La popolazione in Argentina è abituata a dollarizzare la propria economia e ha utilizzato la cripto come modo per proteggersi dall’iperinflazione. L’ecosistema cripto in Argentina è molto forte, ma le aziende hanno tutte un piano B nel caso in cui il panorama normativo cambi. Il Venezuela è più sfidante, a causa della situazione politica. Sebbene ci sia molta attività cripto in Venezuela, è diventato un mercato più difficile da entrare in questo momento.
C’è una grande distinzione tra gli exchange cripto e i progetti web3 per quanto riguarda le normative locali. La maggior parte dei progetti web3 sono globali e decentralizzati, senza alcun collegamento diretto con le valute fiat locali. Per questo motivo, possono essere accessibili e utilizzati da chiunque, ovunque. D’altra parte, i CEX e altre aziende cripto che gestiscono valute fiat devono essere completamente conformi alle normative locali per poter operare.
BCN: Quale differenza vedi nella consapevolezza della cripto in America Latina rispetto ad altre regioni come l’Europa?
RDR: La principale differenza è che la consapevolezza della cripto in LATAM deriva più dalla necessità di trovare alternative al sistema finanziario locale, sia per proteggersi dall’inflazione sia per trovare un modo per generare un reddito extra. In Europa e in altre parti del mondo, il mercato è più maturo e le persone adottano la cripto come una classe di investimento piuttosto che come una fuga dalla sicurezza.
BCN: Il Brasile si sta preparando a lanciare la propria valuta digitale della banca centrale (CBDC) chiamata Drex (Digital Brazilian Real).
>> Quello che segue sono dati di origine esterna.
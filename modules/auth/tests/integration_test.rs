//! Integration tests for the auth module.
//!
//! Each test runs on a fresh in-memory SQLite database with migrations
//! applied; the REST layer is exercised through `oneshot`.

use std::sync::Arc;
use std::time::Duration;

use axum::{
    body::Body,
    http::{header, Method, Request, StatusCode},
    routing::get,
    Extension, Router,
};
use chrono::Utc;
use sea_orm::{Database, DatabaseConnection};
use sea_orm_migration::MigratorTrait;
use serde_json::{json, Value};
use tokio_util::sync::CancellationToken;
use tower::ServiceExt;

use auth::{
    api::rest::routes,
    config::DEFAULT_EMAIL_PATTERN,
    contract::{client::AuthApi, error::AuthError, model::{Credentials, NewUser}},
    domain::{
        error::DomainError,
        model::StoredUser,
        repo::UsersRepository,
        service::{Service, ServiceConfig},
        token::TokenCodec,
    },
    gateways::local::AuthLocalClient,
    infra::storage::{migrations::Migrator, sea_orm_repo::SeaOrmUsersRepository},
    AuthUser,
};
use modkit::{DbModule, Module, ModuleCtxBuilder, RestfulModule};

const SECRET: &str = "test-secret";
const DAY: Duration = Duration::from_secs(24 * 60 * 60);

async fn create_test_db() -> DatabaseConnection {
    let db = Database::connect("sqlite::memory:")
        .await
        .expect("Failed to connect to test database");
    Migrator::up(&db, None)
        .await
        .expect("Failed to run migrations");
    db
}

async fn create_test_service() -> Arc<Service> {
    let repo = SeaOrmUsersRepository::new(create_test_db().await);
    Arc::new(Service::new(
        Arc::new(repo),
        TokenCodec::new(SECRET, DAY),
        ServiceConfig::new(DEFAULT_EMAIL_PATTERN).unwrap(),
    ))
}

fn alice() -> NewUser {
    NewUser {
        name: "Alice".to_string(),
        email: "alice@gmail.com".to_string(),
        password: "wonderland".to_string(),
    }
}

fn creds(email: &str, password: &str) -> Credentials {
    Credentials {
        email: email.to_string(),
        password: password.to_string(),
    }
}

fn test_router(service: Arc<Service>) -> Router {
    let api: Arc<dyn AuthApi> = Arc::new(AuthLocalClient::new(service.clone()));
    let protected = Router::new()
        .route(
            "/me",
            get(|AuthUser(p): AuthUser| async move { p.name }),
        )
        .layer(Extension(api));
    routes::register_routes(Router::new(), service)
        .unwrap()
        .merge(protected)
}

async fn send(app: &Router, method: Method, uri: &str, body: Option<Value>) -> (StatusCode, Value) {
    let req = Request::builder().method(method).uri(uri);
    let req = match body {
        Some(b) => req
            .header(header::CONTENT_TYPE, "application/json")
            .body(Body::from(b.to_string())),
        None => req.body(Body::empty()),
    }
    .unwrap();
    let resp = app.clone().oneshot(req).await.unwrap();
    let status = resp.status();
    let bytes = axum::body::to_bytes(resp.into_body(), usize::MAX)
        .await
        .unwrap();
    let value = serde_json::from_slice(&bytes).unwrap_or(Value::Null);
    (status, value)
}

async fn get_me(app: &Router, authorization: Option<&str>) -> (StatusCode, Value, String) {
    let mut req = Request::builder().uri("/me");
    if let Some(a) = authorization {
        req = req.header(header::AUTHORIZATION, a);
    }
    let resp = app
        .clone()
        .oneshot(req.body(Body::empty()).unwrap())
        .await
        .unwrap();
    let status = resp.status();
    let ct = resp
        .headers()
        .get(header::CONTENT_TYPE)
        .and_then(|v| v.to_str().ok())
        .unwrap_or_default()
        .to_string();
    let bytes = axum::body::to_bytes(resp.into_body(), usize::MAX)
        .await
        .unwrap();
    let body = serde_json::from_slice(&bytes).unwrap_or_else(|_| {
        Value::String(String::from_utf8_lossy(&bytes).into_owned())
    });
    (status, body, ct)
}

#[tokio::test]
async fn register_then_login_then_authenticate() {
    let service = create_test_service().await;

    let user = service.register(alice()).await.unwrap();
    assert_eq!(user.name, "Alice");
    assert_eq!(user.email, "alice@gmail.com");

    let token = service
        .login(creds("alice@gmail.com", "wonderland"))
        .await
        .unwrap();
    assert!(token.expires_at > Utc::now());

    let principal = service.authenticate(&token.token).unwrap();
    assert_eq!(principal.user_id, user.id);
    assert_eq!(principal.name, "Alice");
}

#[tokio::test]
async fn register_validates_input() {
    let service = create_test_service().await;

    let mut u = alice();
    u.email = "alice@yahoo.com".into();
    assert!(matches!(
        service.register(u).await,
        Err(DomainError::InvalidEmail { .. })
    ));

    let mut u = alice();
    u.name = "   ".into();
    assert!(matches!(service.register(u).await, Err(DomainError::EmptyName)));

    let mut u = alice();
    u.password = String::new();
    assert!(matches!(
        service.register(u).await,
        Err(DomainError::EmptyPassword)
    ));
}

#[tokio::test]
async fn duplicate_email_conflicts_case_insensitively() {
    let service = create_test_service().await;
    service.register(alice()).await.unwrap();

    let mut again = alice();
    again.email = "ALICE@gmail.com".into();
    assert!(matches!(
        service.register(again).await,
        Err(DomainError::EmailAlreadyExists { .. })
    ));

    // Login is case-insensitive too.
    assert!(service
        .login(creds("Alice@Gmail.com", "wonderland"))
        .await
        .is_ok());
}

#[tokio::test(flavor = "multi_thread", worker_threads = 2)]
async fn concurrent_duplicate_registration_conflicts() {
    let service = create_test_service().await;

    let (a, b) = tokio::join!(service.register(alice()), service.register(alice()));
    let results = [a, b];
    assert_eq!(results.iter().filter(|r| r.is_ok()).count(), 1);
    assert!(results
        .iter()
        .any(|r| matches!(r, Err(DomainError::EmailAlreadyExists { .. }))));
}

#[tokio::test]
async fn repository_reports_taken_email_on_insert() {
    let repo = SeaOrmUsersRepository::new(create_test_db().await);
    let user = |id| StoredUser {
        id,
        name: "Alice".into(),
        email: "alice@gmail.com".into(),
        password_hash: "phc".into(),
        created_at: Utc::now(),
    };

    assert!(repo.insert(user(uuid::Uuid::new_v4())).await.unwrap());
    assert!(!repo.insert(user(uuid::Uuid::new_v4())).await.unwrap());
}

#[tokio::test]
async fn wrong_password_and_unknown_email_are_unauthorized() {
    let client = AuthLocalClient::new(create_test_service().await);
    client.register(alice()).await.unwrap();

    let err = client
        .login(creds("alice@gmail.com", "nope"))
        .await
        .unwrap_err();
    assert!(matches!(err, AuthError::Unauthorized { .. }));

    let err = client
        .login(creds("bob@gmail.com", "wonderland"))
        .await
        .unwrap_err();
    assert!(matches!(err, AuthError::Unauthorized { .. }));
}

#[tokio::test]
async fn tokens_from_other_keys_or_expired_are_rejected() {
    let service = create_test_service().await;
    let user = service.register(alice()).await.unwrap();

    let (foreign, _) = TokenCodec::new("other-secret", DAY)
        .issue(user.id, &user.name, Utc::now())
        .unwrap();
    assert!(matches!(
        service.authenticate(&foreign),
        Err(DomainError::InvalidToken { .. })
    ));

    let (expired, _) = TokenCodec::new(SECRET, DAY)
        .issue(user.id, &user.name, Utc::now() - chrono::Duration::hours(25))
        .unwrap();
    assert!(matches!(
        service.authenticate(&expired),
        Err(DomainError::InvalidToken { .. })
    ));
}

#[tokio::test]
async fn rest_register_and_login() {
    let app = test_router(create_test_service().await);

    let (status, body) = send(
        &app,
        Method::POST,
        "/api/auth/register",
        Some(json!({ "name": "Alice", "email": "alice@gmail.com", "password": "wonderland" })),
    )
    .await;
    assert_eq!(status, StatusCode::CREATED);
    assert_eq!(body["email"], "alice@gmail.com");
    assert!(body["id"].is_string());
    assert!(body.get("password_hash").is_none());

    let (status, body) = send(
        &app,
        Method::POST,
        "/api/auth/register",
        Some(json!({ "name": "Alice", "email": "alice@gmail.com", "password": "x" })),
    )
    .await;
    assert_eq!(status, StatusCode::CONFLICT);
    assert_eq!(body["code"], "AUTH_EMAIL_CONFLICT");
    assert_eq!(body["instance"], "/api/auth/register");

    let (status, body) = send(
        &app,
        Method::POST,
        "/api/auth/login",
        Some(json!({ "email": "alice@gmail.com", "password": "wonderland" })),
    )
    .await;
    assert_eq!(status, StatusCode::OK);
    assert!(body["token"].as_str().is_some_and(|t| !t.is_empty()));

    let (status, body) = send(
        &app,
        Method::POST,
        "/api/auth/login",
        Some(json!({ "email": "alice@gmail.com", "password": "bad" })),
    )
    .await;
    assert_eq!(status, StatusCode::UNAUTHORIZED);
    assert_eq!(body["status"], 401);
    assert!(body.get("token").is_none());
}

#[tokio::test]
async fn rest_rejects_non_gmail_registration() {
    let app = test_router(create_test_service().await);
    let (status, body) = send(
        &app,
        Method::POST,
        "/api/auth/register",
        Some(json!({ "name": "Bob", "email": "bob@example.com", "password": "pw" })),
    )
    .await;
    assert_eq!(status, StatusCode::BAD_REQUEST);
    assert_eq!(body["code"], "AUTH_INVALID_EMAIL");
}

#[tokio::test]
async fn extractor_guards_routes() {
    let service = create_test_service().await;
    service.register(alice()).await.unwrap();
    let token = service
        .login(creds("alice@gmail.com", "wonderland"))
        .await
        .unwrap()
        .token;
    let app = test_router(service);

    let (status, body, _) = get_me(&app, Some(&format!("Bearer {token}"))).await;
    assert_eq!(status, StatusCode::OK);
    assert_eq!(body, Value::String("Alice".into()));

    for bad in [None, Some("Bearer"), Some("Basic abc"), Some("Bearer not.a.jwt")] {
        let (status, body, ct) = get_me(&app, bad).await;
        assert_eq!(status, StatusCode::UNAUTHORIZED, "header {bad:?}");
        assert_eq!(ct, modkit::APPLICATION_PROBLEM_JSON);
        assert_eq!(body["code"], "AUTH_UNAUTHORIZED");
    }
}

#[tokio::test]
async fn module_publishes_client_and_routes() {
    let db = Database::connect("sqlite::memory:").await.unwrap();
    let ctx = ModuleCtxBuilder::new(CancellationToken::new())
        .with_db(db.clone())
        .build()
        .for_module("auth");

    let module = auth::Auth::default();
    module.init(&ctx).await.unwrap();
    module.migrate(&db).await.unwrap();
    // Migrations are idempotent.
    module.migrate(&db).await.unwrap();

    let api = ctx.client_hub().get::<dyn AuthApi>().unwrap();
    api.register(alice()).await.unwrap();

    let app = module.register_rest(&ctx, Router::new()).unwrap();
    let (status, _) = send(
        &app,
        Method::POST,
        "/api/auth/login",
        Some(json!({ "email": "alice@gmail.com", "password": "wonderland" })),
    )
    .await;
    assert_eq!(status, StatusCode::OK);
}

#[tokio::test]
async fn module_init_requires_database() {
    let ctx = ModuleCtxBuilder::new(CancellationToken::new())
        .build()
        .for_module("auth");
    assert!(auth::Auth::default().init(&ctx).await.is_err());
}
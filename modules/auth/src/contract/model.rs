use chrono::{DateTime, Utc};
use uuid::Uuid;

/// Public view of a registered user. Never carries the password hash.
#[derive(Debug, Clone, PartialEq, Eq)]
pub struct User {
    pub id: Uuid,
    pub name: String,
    pub email: String,
    pub created_at: DateTime<Utc>,
}

#[derive(Debug, Clone, PartialEq, Eq)]
pub struct NewUser {
    pub name: String,
    pub email: String,
    pub password: String,
}

#[derive(Debug, Clone, PartialEq, Eq)]
pub struct Credentials {
    pub email: String,
    pub password: String,
}

/// Signed bearer token returned by a successful login.
#[derive(Debug, Clone, PartialEq, Eq)]
pub struct AuthToken {
    pub token: String,
    pub expires_at: DateTime<Utc>,
}

/// The authenticated caller behind a valid token.
#[derive(Debug, Clone, PartialEq, Eq)]
pub struct Principal {
    pub user_id: Uuid,
    pub name: String,
}
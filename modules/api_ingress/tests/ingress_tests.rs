use std::collections::HashMap;
use std::sync::Arc;
use std::time::Duration;

use axum::{
    body::{Body, Bytes},
    http::{header, Method, Request, StatusCode},
    routing::post,
    Router,
};
use modkit::{ConfigProvider, Module, ModuleCtx, ModuleCtxBuilder, RestHostModule, StatefulModule};
use tokio_util::sync::CancellationToken;
use tower::util::ServiceExt;

use api_ingress::ApiIngress;

struct Sections(HashMap<String, serde_json::Value>);

impl ConfigProvider for Sections {
    fn get_module_config(&self, module_name: &str) -> Option<&serde_json::Value> {
        self.0.get(module_name)
    }
}

fn ctx(section: Option<serde_json::Value>, cancel: CancellationToken) -> ModuleCtx {
    let mut map = HashMap::new();
    if let Some(v) = section {
        map.insert("api_ingress".to_string(), v);
    }
    ModuleCtxBuilder::new(cancel)
        .with_config_provider(Arc::new(Sections(map)))
        .build()
        .for_module("api_ingress")
}

async fn configured(section: Option<serde_json::Value>) -> (ApiIngress, ModuleCtx) {
    let ingress = ApiIngress::new("127.0.0.1:0".parse().unwrap(), Duration::from_secs(5));
    let ctx = ctx(section, CancellationToken::new());
    ingress.init(&ctx).await.unwrap();
    (ingress, ctx)
}

fn host_router(ingress: &ApiIngress, ctx: &ModuleCtx, routes: Router) -> Router {
    let router = ingress.rest_prepare(ctx, Router::new()).unwrap();
    ingress.rest_finalize(ctx, router.merge(routes)).unwrap()
}

#[tokio::test]
async fn defaults_enable_cors_and_one_mebibyte_limit() {
    let (ingress, _) = configured(None).await;
    let cfg = ingress.config();
    assert!(cfg.cors_enabled);
    assert_eq!(cfg.max_body_bytes, 1024 * 1024);
}

#[tokio::test]
async fn unknown_config_keys_fail_init() {
    let ingress = ApiIngress::new("127.0.0.1:0".parse().unwrap(), Duration::from_secs(5));
    let ctx = ctx(
        Some(serde_json::json!({ "cors": true })),
        CancellationToken::new(),
    );
    assert!(ingress.init(&ctx).await.is_err());
}

#[tokio::test]
async fn health_is_mounted_by_rest_prepare() {
    let (ingress, ctx) = configured(None).await;
    let app = host_router(&ingress, &ctx, Router::new());

    let resp = app
        .oneshot(Request::builder().uri("/health").body(Body::empty()).unwrap())
        .await
        .unwrap();
    assert_eq!(resp.status(), StatusCode::OK);

    let bytes = axum::body::to_bytes(resp.into_body(), usize::MAX)
        .await
        .unwrap();
    let body: serde_json::Value = serde_json::from_slice(&bytes).unwrap();
    assert_eq!(body["status"], "healthy");
    assert!(body["timestamp"].is_string());
}

#[tokio::test]
async fn oversized_body_is_rejected() {
    let (ingress, ctx) = configured(Some(serde_json::json!({ "max_body_bytes": 16 }))).await;
    let routes = Router::new().route("/upload", post(|body: Bytes| async move { body.len().to_string() }));
    let app = host_router(&ingress, &ctx, routes);

    let payload = vec![b'x'; 64];
    let resp = app
        .clone()
        .oneshot(
            Request::builder()
                .method(Method::POST)
                .uri("/upload")
                .header(header::CONTENT_LENGTH, payload.len())
                .body(Body::from(payload))
                .unwrap(),
        )
        .await
        .unwrap();
    assert_eq!(resp.status(), StatusCode::PAYLOAD_TOO_LARGE);

    let resp = app
        .oneshot(
            Request::builder()
                .method(Method::POST)
                .uri("/upload")
                .body(Body::from("small"))
                .unwrap(),
        )
        .await
        .unwrap();
    assert_eq!(resp.status(), StatusCode::OK);
}

#[tokio::test]
async fn cors_headers_follow_config() {
    let preflight = || {
        Request::builder()
            .method(Method::OPTIONS)
            .uri("/health")
            .header(header::ORIGIN, "http://localhost:5173")
            .header(header::ACCESS_CONTROL_REQUEST_METHOD, "GET")
            .body(Body::empty())
            .unwrap()
    };

    let (ingress, ctx) = configured(None).await;
    let resp = host_router(&ingress, &ctx, Router::new())
        .oneshot(preflight())
        .await
        .unwrap();
    assert!(resp
        .headers()
        .contains_key(header::ACCESS_CONTROL_ALLOW_ORIGIN));

    let (ingress, ctx) = configured(Some(serde_json::json!({ "cors_enabled": false }))).await;
    let resp = host_router(&ingress, &ctx, Router::new())
        .oneshot(preflight())
        .await
        .unwrap();
    assert!(!resp
        .headers()
        .contains_key(header::ACCESS_CONTROL_ALLOW_ORIGIN));
}

#[tokio::test]
async fn serves_until_cancelled() {
    let (ingress, ctx) = configured(None).await;
    host_router(&ingress, &ctx, Router::new());

    let cancel = CancellationToken::new();
    ingress.start(cancel.clone()).await.unwrap();
    let addr = ingress.local_addr().expect("bound address");
    assert_ne!(addr.port(), 0);

    let resp = reqwest::get(format!("http://{addr}/health")).await.unwrap();
    assert_eq!(resp.status().as_u16(), 200);
    assert!(resp.headers().contains_key("x-request-id"));
    drop(resp);

    ingress.stop(cancel.clone()).await.unwrap();
    assert!(cancel.is_cancelled());
    assert!(reqwest::get(format!("http://{addr}/health")).await.is_err());
}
Anche l’Argentina e poche altre economie latinoamericane hanno esplorato le CBDC. Credi che le CBDC possano potenziare le economie LATAM?
RDR: La mia opinione è che le CBDC non cambieranno significativamente le economie LATAM. Si tratta solo di una versione più tecnologica della stessa valuta fiat esistente, quindi la principale differenza è il livello di controllo che lo Stato avrà sul sistema monetario. Renderanno le transazioni più efficienti e più veloci, di sicuro. Ma prendiamo il Brasile come esempio – c’è già un sistema di pagamento digitale istantaneo supportato dal governo chiamato PIX, che è utilizzato da oltre 150 milioni di persone e genera circa 3x delle transazioni delle carte di credito.
La popolazione non vedrà una grande differenza tra PIX e DREX. Il principale beneficio delle CBDC per i paesi LATAM potrebbe essere che i paesi sarebbero in grado di detenere più facilmente le valute degli altri, facilitando il commercio. Non penso che ci sarà un impatto positivo sulle economie quando verranno lanciate le CBDC, al massimo le cose rimarranno come stanno.